[Opening Records for the task section]

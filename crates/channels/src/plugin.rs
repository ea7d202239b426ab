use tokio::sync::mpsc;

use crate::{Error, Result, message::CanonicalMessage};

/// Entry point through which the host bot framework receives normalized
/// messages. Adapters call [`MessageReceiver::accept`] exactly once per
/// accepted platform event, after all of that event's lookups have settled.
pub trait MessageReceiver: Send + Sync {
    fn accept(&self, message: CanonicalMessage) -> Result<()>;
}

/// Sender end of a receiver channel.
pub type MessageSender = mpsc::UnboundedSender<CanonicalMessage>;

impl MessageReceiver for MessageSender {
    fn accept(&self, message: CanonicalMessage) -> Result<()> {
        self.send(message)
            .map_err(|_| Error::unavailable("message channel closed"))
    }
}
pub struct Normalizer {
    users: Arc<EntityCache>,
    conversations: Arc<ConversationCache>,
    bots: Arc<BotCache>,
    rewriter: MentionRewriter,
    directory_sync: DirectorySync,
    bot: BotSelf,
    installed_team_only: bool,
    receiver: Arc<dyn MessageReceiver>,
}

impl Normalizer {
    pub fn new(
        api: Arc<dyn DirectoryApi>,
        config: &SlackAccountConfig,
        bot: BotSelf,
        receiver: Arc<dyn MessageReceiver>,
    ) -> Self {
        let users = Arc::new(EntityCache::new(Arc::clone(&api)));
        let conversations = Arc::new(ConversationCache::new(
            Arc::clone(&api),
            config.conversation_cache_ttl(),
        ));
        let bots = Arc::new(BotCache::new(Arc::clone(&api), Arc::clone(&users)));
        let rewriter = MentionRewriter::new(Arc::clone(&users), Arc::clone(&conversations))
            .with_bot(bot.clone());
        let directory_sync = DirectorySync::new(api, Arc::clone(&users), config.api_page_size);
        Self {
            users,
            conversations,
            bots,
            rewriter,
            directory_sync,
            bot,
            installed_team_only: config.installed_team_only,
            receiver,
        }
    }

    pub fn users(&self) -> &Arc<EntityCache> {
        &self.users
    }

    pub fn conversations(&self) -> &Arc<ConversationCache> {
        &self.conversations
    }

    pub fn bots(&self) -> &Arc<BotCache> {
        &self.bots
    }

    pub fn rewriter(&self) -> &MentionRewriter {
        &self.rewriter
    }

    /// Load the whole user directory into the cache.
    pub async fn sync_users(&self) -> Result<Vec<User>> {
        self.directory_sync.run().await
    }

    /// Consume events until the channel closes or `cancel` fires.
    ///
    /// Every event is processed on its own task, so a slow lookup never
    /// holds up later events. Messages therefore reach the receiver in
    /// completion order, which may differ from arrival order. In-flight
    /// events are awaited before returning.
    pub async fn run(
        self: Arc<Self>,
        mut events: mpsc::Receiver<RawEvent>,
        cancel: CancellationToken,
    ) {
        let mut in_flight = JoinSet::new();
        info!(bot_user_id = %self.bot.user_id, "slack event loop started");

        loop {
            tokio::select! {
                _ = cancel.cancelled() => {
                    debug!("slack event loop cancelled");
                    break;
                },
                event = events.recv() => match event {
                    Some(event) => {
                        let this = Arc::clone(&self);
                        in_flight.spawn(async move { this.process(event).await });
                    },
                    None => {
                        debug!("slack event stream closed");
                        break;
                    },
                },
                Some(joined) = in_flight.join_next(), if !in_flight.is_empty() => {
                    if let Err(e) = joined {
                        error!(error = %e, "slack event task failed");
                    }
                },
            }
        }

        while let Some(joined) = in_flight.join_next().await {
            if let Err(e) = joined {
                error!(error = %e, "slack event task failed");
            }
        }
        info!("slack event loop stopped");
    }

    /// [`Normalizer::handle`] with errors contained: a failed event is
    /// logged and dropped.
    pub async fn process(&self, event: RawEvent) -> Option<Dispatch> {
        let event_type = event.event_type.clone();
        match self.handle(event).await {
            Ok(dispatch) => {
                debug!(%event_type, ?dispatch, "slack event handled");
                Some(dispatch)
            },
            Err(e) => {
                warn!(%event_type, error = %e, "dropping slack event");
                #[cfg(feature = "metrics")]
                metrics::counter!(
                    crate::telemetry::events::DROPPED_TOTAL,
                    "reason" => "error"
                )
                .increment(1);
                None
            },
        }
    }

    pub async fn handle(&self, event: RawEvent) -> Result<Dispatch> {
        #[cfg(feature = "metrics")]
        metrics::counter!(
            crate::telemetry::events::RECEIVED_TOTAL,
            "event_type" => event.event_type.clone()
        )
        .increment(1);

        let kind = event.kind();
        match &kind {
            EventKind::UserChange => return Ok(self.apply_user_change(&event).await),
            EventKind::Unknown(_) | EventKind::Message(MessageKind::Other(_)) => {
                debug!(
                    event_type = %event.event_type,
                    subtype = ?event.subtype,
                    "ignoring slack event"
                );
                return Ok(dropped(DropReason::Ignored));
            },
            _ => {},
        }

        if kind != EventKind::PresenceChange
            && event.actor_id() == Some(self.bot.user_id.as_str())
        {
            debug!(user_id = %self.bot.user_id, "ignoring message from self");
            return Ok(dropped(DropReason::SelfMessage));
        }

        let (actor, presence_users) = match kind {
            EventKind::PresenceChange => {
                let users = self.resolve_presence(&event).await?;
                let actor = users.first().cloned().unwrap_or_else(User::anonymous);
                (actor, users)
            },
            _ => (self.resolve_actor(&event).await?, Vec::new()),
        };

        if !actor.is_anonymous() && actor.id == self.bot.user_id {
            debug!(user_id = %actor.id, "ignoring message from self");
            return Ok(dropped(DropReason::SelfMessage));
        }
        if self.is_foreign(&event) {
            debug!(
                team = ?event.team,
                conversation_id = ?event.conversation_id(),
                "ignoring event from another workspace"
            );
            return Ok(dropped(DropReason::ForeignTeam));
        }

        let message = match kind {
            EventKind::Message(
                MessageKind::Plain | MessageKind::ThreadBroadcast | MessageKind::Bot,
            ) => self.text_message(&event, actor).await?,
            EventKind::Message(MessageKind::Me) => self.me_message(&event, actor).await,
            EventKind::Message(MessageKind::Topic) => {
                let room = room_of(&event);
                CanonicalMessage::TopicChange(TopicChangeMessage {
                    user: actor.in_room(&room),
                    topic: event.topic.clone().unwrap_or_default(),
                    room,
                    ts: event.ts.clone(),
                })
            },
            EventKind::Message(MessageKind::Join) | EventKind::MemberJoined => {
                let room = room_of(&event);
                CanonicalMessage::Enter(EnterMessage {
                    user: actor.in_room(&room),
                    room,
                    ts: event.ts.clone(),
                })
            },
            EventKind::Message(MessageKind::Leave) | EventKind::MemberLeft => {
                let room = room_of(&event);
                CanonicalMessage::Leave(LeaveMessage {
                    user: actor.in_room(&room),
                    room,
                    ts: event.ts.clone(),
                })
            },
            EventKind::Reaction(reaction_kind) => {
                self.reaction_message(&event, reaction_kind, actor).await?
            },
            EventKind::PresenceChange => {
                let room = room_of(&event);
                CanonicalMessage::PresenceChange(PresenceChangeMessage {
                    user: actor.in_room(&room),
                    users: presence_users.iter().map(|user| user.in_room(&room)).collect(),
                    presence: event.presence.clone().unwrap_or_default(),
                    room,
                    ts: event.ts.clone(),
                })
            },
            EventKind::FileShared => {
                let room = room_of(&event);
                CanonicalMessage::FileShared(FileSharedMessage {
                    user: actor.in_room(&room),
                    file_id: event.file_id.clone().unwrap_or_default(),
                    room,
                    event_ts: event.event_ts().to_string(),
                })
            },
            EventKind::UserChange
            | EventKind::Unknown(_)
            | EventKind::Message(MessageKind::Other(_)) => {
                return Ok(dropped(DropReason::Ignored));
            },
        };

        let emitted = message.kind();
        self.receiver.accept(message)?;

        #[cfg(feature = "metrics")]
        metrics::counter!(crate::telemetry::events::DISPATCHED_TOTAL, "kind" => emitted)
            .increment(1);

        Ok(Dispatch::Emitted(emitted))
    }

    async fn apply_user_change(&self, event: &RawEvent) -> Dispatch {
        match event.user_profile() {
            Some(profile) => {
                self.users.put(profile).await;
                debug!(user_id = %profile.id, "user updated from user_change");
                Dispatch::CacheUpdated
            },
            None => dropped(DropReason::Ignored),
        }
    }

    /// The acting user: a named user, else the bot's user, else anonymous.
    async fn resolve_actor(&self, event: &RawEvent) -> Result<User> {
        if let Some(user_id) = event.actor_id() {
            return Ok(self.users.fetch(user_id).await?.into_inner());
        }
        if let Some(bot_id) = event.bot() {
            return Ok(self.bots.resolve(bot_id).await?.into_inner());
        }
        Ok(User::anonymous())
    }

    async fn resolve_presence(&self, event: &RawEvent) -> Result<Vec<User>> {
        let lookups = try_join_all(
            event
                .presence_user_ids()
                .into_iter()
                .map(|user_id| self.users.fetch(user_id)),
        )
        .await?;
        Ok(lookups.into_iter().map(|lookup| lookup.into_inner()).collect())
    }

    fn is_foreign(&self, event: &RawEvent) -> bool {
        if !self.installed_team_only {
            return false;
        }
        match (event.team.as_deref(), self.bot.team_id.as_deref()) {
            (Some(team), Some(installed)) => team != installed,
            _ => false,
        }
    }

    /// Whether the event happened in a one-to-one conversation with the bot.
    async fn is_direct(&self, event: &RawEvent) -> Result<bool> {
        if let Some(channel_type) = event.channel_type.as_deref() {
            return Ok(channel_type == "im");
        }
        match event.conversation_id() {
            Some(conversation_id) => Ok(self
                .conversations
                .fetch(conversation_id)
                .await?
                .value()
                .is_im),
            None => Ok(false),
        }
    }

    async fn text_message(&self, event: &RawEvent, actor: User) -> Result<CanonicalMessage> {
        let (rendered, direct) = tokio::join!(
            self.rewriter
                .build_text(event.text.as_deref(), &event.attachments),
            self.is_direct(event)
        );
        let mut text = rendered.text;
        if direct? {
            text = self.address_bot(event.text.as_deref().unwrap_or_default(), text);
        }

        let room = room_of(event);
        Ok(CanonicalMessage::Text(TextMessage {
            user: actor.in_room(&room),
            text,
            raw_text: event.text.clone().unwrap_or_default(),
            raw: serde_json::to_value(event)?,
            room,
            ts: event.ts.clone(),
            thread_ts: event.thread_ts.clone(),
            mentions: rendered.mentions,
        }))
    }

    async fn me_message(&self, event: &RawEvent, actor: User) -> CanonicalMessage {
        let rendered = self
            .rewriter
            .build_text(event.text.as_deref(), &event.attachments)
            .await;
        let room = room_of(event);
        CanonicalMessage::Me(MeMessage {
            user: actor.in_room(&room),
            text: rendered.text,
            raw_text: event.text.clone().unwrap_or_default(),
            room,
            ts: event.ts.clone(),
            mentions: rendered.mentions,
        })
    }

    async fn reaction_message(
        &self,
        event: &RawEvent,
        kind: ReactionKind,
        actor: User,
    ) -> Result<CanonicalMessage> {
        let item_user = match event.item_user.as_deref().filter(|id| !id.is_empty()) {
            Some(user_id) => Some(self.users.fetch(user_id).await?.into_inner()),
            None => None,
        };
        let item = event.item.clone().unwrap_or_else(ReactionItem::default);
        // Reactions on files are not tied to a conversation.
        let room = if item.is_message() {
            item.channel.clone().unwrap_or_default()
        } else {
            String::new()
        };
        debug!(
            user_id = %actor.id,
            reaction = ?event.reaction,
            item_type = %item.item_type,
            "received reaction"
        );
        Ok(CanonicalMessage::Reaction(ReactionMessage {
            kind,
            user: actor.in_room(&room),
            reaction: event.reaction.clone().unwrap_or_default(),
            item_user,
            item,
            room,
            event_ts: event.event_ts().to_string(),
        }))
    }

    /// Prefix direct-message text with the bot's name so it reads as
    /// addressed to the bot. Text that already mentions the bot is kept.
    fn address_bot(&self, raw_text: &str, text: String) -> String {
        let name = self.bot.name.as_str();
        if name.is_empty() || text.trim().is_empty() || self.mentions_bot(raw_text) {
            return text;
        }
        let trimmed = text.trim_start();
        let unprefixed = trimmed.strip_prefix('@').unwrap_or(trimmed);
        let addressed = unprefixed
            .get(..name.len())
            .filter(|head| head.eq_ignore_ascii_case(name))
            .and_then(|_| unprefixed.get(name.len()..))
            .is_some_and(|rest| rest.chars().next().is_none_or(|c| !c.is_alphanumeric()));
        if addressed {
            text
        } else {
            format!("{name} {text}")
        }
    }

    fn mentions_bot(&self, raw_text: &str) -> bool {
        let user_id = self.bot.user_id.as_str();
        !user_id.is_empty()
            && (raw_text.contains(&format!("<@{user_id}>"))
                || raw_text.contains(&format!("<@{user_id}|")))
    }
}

[Closing Records for the task section]

▶ **What needs to be done**
Which lines in the data above contain "cancelled"? Show each one.

▶ **Response to the task**
                _ = cancel.cancelled() => {
                    debug!("slack event loop cancelled");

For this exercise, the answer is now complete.